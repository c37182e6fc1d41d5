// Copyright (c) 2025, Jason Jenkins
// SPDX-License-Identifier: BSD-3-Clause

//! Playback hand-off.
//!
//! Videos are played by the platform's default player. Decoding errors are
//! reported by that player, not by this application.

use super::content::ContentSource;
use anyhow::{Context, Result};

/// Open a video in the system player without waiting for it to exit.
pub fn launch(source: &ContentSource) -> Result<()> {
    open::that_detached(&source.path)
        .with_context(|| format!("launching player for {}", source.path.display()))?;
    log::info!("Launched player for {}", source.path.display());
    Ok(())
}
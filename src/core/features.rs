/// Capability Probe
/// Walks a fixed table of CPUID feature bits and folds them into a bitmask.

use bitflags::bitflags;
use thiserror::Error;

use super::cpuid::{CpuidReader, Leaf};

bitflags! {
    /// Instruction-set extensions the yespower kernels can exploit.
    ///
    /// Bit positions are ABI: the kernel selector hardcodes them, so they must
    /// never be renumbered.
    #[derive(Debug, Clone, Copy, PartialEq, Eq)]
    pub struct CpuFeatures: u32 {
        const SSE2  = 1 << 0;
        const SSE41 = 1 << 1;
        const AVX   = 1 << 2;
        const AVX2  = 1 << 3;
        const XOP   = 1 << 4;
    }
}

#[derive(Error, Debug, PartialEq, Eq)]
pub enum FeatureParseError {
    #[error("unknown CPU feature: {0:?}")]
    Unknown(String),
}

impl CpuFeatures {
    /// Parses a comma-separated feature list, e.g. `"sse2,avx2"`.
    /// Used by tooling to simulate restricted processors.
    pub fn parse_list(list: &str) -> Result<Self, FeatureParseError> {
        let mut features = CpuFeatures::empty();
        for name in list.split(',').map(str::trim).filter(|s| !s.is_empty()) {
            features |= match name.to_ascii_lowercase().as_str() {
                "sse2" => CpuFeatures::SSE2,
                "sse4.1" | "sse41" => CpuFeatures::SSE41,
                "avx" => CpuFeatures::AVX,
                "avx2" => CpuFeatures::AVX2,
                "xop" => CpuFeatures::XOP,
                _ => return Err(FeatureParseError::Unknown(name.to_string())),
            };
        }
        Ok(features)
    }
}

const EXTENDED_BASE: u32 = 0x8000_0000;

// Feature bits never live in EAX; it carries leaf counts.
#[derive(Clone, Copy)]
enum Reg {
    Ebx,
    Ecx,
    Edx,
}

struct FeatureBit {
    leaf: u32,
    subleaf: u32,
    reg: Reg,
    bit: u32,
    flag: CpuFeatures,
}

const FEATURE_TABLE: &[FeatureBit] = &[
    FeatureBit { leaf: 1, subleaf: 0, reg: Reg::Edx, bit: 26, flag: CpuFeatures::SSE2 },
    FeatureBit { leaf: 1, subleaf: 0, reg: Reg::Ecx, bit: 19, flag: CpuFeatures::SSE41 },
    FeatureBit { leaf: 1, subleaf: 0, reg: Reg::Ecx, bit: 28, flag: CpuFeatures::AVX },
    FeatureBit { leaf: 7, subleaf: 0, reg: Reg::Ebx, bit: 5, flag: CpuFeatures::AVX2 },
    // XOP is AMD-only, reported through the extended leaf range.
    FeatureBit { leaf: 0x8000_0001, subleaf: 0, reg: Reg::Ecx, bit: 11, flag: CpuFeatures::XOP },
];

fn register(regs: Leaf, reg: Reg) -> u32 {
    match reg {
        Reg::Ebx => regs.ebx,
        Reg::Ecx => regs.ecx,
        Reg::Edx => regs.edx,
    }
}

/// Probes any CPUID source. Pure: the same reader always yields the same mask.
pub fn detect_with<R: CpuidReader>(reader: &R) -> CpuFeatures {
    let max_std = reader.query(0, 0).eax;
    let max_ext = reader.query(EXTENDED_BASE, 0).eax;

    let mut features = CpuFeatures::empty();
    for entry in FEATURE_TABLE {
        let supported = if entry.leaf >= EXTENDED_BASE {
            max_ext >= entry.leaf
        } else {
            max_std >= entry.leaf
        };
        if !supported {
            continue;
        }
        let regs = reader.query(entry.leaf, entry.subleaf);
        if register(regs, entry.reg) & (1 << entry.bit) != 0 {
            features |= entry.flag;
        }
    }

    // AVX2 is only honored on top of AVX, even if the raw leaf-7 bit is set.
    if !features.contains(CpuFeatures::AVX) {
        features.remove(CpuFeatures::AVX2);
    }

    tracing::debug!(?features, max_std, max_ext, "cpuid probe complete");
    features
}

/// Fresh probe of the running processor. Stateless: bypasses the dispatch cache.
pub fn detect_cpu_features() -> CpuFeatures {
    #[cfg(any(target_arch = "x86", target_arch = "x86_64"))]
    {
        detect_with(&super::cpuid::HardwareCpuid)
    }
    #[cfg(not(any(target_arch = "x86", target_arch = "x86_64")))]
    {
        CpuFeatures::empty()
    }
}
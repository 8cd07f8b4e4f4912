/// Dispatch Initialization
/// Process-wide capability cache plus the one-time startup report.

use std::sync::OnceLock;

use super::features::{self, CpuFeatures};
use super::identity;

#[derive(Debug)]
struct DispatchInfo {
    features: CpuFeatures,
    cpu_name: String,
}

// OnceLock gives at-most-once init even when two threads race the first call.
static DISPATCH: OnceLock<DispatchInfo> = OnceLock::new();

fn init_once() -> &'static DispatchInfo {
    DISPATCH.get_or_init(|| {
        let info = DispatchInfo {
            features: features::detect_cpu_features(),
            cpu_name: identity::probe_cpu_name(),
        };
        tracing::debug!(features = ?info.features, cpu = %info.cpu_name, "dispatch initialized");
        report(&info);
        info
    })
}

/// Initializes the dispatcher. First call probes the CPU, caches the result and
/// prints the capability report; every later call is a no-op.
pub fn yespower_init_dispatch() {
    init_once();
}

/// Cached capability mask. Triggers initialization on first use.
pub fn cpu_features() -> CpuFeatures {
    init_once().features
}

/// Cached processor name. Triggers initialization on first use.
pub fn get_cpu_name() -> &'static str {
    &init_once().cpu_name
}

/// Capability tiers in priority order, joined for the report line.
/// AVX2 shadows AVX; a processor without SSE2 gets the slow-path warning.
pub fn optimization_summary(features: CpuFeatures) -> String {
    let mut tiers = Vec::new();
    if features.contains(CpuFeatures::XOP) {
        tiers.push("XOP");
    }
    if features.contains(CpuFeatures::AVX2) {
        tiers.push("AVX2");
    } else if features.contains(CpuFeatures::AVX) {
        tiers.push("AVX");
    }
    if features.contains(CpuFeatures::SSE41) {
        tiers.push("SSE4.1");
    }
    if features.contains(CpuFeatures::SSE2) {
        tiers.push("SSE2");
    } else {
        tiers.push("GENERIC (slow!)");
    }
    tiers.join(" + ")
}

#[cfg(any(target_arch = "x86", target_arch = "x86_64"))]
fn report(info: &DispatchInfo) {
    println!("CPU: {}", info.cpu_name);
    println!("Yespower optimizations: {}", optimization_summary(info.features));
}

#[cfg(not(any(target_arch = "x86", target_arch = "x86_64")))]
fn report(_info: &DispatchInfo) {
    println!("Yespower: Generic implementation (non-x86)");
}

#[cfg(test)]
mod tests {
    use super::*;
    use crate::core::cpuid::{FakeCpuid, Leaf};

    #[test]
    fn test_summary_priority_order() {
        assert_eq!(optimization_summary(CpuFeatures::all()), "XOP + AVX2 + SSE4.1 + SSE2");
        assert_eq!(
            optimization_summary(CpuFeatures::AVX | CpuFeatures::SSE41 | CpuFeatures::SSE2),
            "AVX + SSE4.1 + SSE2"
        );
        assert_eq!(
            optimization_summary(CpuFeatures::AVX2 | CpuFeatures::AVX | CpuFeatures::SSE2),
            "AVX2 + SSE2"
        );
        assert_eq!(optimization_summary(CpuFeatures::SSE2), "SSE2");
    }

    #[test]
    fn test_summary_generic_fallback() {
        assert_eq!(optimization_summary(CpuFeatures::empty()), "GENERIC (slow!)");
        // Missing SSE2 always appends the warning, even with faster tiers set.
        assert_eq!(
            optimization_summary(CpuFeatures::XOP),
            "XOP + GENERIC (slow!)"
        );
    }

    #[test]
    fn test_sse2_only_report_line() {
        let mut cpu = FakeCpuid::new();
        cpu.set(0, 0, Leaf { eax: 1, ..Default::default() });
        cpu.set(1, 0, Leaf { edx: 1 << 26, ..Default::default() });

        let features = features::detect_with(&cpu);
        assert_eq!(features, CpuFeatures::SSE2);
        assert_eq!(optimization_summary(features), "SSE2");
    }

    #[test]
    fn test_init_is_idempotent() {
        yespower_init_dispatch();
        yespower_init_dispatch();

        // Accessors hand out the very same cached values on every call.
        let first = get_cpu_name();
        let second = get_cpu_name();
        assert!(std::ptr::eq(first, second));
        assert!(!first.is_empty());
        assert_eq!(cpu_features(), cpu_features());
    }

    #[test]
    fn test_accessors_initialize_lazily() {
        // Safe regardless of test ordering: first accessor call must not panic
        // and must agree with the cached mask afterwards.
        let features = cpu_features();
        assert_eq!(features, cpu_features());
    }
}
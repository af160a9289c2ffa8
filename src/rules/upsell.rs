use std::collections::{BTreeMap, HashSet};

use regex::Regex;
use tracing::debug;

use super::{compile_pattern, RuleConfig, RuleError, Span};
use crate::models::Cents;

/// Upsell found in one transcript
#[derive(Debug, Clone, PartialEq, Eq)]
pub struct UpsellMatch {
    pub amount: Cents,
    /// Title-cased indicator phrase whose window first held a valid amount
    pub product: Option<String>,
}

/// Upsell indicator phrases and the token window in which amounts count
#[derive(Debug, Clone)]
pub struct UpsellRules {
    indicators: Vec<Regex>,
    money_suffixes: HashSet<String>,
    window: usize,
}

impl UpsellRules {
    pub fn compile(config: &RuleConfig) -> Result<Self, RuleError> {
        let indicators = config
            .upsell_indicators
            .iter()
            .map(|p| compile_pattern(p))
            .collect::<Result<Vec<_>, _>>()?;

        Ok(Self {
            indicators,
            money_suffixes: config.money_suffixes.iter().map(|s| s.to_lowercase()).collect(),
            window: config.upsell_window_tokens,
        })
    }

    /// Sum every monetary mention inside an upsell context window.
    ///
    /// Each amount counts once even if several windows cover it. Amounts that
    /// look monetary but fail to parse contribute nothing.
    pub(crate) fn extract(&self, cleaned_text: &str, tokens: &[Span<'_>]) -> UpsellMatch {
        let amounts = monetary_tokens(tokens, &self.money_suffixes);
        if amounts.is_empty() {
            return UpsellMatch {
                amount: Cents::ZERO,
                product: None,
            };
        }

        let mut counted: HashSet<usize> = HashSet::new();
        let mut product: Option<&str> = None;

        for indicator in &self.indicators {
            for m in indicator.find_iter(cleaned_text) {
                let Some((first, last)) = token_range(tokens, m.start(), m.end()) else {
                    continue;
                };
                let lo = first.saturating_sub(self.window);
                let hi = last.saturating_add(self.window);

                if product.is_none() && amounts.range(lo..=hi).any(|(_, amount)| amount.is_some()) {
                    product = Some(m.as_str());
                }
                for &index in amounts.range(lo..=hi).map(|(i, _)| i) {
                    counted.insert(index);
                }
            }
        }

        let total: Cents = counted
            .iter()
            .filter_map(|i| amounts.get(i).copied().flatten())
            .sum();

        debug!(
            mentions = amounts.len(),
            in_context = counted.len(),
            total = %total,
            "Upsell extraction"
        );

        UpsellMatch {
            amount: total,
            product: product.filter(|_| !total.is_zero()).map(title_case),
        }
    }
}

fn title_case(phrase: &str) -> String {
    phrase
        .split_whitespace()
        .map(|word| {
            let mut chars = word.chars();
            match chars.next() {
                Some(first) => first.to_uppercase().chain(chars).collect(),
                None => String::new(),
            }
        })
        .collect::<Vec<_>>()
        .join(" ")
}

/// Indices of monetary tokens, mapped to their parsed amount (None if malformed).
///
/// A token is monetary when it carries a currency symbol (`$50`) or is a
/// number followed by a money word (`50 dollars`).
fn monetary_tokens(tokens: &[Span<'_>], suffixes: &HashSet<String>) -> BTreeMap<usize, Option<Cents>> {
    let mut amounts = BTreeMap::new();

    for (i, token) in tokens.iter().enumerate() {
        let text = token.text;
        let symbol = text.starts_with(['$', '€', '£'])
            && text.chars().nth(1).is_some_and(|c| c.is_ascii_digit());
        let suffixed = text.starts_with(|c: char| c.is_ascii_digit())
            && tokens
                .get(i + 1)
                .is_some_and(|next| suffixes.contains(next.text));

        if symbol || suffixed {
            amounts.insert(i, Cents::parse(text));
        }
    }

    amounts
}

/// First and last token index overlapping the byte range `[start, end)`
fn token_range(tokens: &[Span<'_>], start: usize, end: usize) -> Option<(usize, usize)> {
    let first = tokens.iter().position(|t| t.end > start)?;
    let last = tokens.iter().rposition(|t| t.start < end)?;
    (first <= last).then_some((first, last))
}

------------------------

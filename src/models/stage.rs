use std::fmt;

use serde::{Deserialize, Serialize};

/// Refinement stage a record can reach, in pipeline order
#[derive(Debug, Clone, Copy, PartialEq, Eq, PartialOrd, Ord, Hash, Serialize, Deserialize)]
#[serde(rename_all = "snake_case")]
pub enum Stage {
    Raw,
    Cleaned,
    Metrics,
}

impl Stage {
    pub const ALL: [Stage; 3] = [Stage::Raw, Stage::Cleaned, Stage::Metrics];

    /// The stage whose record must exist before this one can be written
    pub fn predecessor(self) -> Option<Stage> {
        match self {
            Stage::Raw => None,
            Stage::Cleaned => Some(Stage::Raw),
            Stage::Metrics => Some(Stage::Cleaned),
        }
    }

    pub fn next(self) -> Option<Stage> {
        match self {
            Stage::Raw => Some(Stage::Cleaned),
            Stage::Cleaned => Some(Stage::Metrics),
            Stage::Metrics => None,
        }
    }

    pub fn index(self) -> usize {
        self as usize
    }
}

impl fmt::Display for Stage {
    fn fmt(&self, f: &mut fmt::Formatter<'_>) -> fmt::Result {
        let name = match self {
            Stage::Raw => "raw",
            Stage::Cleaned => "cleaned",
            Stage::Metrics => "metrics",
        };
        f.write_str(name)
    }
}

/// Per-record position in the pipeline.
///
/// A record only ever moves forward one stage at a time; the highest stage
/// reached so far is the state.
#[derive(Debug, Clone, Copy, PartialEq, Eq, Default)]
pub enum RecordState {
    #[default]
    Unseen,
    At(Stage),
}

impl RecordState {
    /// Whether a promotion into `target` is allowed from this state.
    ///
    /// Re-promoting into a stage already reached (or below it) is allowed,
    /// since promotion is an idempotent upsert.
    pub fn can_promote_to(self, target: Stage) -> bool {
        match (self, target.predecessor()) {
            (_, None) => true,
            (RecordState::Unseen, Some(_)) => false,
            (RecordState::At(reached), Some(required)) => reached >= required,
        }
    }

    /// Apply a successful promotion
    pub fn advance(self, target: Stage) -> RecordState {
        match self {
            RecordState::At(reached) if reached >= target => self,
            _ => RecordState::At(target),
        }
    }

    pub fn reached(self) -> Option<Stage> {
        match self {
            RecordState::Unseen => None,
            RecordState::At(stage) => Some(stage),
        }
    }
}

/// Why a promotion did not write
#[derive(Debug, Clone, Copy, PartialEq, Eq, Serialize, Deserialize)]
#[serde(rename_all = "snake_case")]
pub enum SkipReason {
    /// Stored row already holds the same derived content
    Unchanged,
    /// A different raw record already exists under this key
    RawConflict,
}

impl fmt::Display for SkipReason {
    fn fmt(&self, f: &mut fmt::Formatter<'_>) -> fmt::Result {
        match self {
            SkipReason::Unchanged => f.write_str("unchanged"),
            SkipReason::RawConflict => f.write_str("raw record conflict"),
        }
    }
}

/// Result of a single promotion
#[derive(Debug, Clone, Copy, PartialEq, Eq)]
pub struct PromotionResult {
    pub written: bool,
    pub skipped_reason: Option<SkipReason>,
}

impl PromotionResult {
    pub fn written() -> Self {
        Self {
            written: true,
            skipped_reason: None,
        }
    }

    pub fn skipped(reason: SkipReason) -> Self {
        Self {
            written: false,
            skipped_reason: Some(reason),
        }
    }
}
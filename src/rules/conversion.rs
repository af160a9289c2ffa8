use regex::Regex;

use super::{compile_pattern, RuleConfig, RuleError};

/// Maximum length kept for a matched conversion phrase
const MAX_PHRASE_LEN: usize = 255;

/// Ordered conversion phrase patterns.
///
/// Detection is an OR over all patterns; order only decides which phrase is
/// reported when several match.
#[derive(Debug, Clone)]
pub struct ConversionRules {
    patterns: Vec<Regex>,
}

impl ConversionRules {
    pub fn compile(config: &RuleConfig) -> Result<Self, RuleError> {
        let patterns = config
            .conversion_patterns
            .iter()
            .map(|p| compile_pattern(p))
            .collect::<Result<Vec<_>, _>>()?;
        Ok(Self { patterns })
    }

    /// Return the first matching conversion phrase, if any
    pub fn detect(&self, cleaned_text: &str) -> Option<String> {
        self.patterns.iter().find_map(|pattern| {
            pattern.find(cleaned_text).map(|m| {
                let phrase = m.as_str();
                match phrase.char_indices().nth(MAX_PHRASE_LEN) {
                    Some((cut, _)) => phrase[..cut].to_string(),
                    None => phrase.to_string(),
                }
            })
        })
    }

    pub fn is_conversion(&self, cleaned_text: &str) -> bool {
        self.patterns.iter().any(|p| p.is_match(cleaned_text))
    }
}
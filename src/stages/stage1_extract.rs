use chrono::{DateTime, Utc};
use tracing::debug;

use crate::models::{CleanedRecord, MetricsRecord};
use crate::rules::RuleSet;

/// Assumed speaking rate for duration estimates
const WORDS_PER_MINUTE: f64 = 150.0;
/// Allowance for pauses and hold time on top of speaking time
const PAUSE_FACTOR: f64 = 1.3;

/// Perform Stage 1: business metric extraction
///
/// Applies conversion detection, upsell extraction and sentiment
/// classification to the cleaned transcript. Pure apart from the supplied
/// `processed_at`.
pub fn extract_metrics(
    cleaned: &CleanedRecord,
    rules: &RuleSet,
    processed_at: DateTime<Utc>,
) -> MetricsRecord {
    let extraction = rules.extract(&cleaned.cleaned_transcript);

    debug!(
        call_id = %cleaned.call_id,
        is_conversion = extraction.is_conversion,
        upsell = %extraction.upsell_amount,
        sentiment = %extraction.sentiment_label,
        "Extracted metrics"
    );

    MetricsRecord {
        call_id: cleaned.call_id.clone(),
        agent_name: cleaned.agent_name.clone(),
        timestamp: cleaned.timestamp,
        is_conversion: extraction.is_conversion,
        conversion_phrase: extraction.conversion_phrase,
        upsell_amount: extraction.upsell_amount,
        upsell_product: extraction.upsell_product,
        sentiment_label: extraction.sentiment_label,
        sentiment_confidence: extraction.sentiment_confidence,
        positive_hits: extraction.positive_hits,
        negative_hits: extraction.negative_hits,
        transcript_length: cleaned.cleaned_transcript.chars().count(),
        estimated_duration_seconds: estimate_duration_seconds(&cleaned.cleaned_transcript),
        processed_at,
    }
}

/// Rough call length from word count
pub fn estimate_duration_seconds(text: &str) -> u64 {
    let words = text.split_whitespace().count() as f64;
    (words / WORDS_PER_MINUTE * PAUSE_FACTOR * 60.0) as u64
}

------------------------

Review the preceding data and report every line that includes the string "speaking".

■ **Completed task**:
/// Assumed speaking rate for duration estimates
/// Allowance for pauses and hold time on top of speaking time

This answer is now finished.